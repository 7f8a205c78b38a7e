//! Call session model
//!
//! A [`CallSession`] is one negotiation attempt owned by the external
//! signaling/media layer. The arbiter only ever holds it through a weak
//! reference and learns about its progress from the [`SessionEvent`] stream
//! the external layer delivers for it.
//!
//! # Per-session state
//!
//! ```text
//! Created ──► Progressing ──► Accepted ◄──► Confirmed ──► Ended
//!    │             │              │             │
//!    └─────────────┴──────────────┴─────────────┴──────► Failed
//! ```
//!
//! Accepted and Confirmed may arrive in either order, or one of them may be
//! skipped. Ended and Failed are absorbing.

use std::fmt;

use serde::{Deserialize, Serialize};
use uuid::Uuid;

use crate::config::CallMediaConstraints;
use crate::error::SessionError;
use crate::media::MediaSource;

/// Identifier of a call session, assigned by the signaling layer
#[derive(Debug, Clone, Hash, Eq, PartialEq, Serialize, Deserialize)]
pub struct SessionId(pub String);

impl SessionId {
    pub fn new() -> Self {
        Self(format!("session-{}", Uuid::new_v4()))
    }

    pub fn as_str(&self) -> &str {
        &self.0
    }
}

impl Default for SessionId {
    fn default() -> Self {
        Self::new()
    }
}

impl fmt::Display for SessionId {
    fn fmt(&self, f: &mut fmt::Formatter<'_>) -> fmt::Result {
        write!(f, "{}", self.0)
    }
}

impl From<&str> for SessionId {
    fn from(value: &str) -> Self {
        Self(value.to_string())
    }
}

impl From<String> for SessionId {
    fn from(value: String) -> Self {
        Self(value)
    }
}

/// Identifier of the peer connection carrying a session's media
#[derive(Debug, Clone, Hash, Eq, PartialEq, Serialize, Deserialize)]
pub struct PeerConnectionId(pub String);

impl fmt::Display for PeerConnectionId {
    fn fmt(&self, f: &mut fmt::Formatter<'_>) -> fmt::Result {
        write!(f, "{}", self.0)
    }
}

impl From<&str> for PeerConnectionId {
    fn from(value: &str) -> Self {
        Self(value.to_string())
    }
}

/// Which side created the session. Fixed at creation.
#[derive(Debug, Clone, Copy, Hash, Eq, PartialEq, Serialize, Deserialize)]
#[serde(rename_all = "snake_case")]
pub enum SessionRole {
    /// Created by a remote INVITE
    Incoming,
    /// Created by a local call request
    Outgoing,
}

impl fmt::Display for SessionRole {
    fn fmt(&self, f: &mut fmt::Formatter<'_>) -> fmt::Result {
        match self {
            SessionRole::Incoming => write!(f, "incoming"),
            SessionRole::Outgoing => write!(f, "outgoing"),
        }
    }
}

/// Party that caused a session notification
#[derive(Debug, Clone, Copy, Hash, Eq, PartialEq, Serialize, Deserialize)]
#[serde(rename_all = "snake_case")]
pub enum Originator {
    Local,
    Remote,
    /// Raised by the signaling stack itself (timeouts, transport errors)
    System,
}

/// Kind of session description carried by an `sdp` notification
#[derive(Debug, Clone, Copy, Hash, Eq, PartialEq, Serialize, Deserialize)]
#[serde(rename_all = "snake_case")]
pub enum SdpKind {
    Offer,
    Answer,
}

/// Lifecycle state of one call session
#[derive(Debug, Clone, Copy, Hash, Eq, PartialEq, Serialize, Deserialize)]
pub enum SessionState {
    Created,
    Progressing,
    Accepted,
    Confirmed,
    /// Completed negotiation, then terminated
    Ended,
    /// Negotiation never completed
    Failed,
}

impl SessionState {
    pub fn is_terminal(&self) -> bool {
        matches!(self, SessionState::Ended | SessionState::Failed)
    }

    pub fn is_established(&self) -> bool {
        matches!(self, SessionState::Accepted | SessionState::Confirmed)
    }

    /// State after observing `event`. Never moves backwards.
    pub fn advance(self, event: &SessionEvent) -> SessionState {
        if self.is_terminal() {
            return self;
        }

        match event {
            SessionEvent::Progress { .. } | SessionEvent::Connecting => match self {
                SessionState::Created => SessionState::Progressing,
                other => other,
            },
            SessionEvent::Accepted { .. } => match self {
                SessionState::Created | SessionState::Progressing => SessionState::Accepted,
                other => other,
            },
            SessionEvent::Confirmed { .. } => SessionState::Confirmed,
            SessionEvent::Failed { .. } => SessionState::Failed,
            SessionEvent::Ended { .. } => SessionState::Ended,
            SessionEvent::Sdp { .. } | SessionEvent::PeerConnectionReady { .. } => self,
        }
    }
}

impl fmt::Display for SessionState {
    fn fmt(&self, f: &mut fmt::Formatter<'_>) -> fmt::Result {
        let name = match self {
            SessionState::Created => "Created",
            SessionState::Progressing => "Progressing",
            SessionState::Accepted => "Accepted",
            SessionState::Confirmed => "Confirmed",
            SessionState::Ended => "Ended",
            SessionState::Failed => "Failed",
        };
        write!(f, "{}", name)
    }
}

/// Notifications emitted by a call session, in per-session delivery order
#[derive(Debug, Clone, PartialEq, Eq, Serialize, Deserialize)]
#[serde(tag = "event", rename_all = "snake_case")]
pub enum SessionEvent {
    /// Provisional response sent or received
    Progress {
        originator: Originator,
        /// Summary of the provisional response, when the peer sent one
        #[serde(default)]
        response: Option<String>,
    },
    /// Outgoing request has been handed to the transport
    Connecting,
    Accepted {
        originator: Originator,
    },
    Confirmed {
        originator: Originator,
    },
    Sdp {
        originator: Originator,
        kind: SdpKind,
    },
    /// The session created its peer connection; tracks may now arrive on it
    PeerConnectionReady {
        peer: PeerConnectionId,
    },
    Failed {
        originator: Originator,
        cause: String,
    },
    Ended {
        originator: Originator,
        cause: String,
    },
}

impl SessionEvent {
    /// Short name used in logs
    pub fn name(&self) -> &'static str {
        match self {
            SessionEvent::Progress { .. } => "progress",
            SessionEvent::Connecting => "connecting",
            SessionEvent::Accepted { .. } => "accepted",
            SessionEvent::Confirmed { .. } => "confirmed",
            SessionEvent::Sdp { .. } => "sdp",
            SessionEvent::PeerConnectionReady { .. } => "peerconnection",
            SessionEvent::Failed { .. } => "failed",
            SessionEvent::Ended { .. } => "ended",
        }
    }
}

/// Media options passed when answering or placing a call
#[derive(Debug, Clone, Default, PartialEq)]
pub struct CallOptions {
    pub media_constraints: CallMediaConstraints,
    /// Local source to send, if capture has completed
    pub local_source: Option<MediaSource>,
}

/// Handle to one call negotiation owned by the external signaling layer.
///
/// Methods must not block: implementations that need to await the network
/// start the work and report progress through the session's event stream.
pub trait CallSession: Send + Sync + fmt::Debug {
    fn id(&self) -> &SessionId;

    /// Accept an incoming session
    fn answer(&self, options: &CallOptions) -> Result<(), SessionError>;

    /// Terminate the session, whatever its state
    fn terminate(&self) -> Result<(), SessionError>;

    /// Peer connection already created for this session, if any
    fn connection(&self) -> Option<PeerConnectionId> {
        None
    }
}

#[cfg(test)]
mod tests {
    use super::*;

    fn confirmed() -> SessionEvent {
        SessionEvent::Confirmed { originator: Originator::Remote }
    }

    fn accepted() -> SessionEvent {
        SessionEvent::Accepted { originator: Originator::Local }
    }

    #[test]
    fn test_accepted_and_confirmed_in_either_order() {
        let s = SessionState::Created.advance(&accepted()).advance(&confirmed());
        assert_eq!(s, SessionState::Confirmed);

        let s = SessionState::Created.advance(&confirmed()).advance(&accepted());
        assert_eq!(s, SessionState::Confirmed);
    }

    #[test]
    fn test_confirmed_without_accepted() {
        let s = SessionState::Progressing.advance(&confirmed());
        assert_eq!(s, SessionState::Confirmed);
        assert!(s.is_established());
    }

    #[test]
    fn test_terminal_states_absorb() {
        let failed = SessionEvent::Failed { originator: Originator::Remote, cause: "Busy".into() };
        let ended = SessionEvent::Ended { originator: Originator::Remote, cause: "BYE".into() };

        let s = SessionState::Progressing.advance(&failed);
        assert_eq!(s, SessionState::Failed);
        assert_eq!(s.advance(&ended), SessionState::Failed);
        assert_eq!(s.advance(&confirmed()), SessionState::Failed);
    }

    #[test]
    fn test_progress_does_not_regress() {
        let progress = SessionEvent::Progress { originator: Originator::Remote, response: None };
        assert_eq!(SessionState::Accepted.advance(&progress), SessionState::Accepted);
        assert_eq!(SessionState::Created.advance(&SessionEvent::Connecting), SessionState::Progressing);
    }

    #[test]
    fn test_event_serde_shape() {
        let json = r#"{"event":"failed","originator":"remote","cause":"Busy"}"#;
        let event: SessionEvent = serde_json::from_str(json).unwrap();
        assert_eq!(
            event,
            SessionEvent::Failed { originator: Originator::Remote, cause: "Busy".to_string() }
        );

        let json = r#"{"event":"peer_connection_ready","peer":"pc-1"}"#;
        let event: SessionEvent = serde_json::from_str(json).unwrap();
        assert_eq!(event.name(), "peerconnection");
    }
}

------------------------------------------------

All lines in the records that contain "advance" are to be copied and returned.

    pub fn advance(self, event: &SessionEvent) -> SessionState {
        let s = SessionState::Created.advance(&accepted()).advance(&confirmed());
        let s = SessionState::Created.advance(&confirmed()).advance(&accepted());
        let s = SessionState::Progressing.advance(&confirmed());
        let s = SessionState::Progressing.advance(&failed);
        assert_eq!(s.advance(&ended), SessionState::Failed);
        assert_eq!(s.advance(&confirmed()), SessionState::Failed);
        assert_eq!(SessionState::Accepted.advance(&progress), SessionState::Accepted);
        assert_eq!(SessionState::Created.advance(&SessionEvent::Connecting), SessionState::Progressing);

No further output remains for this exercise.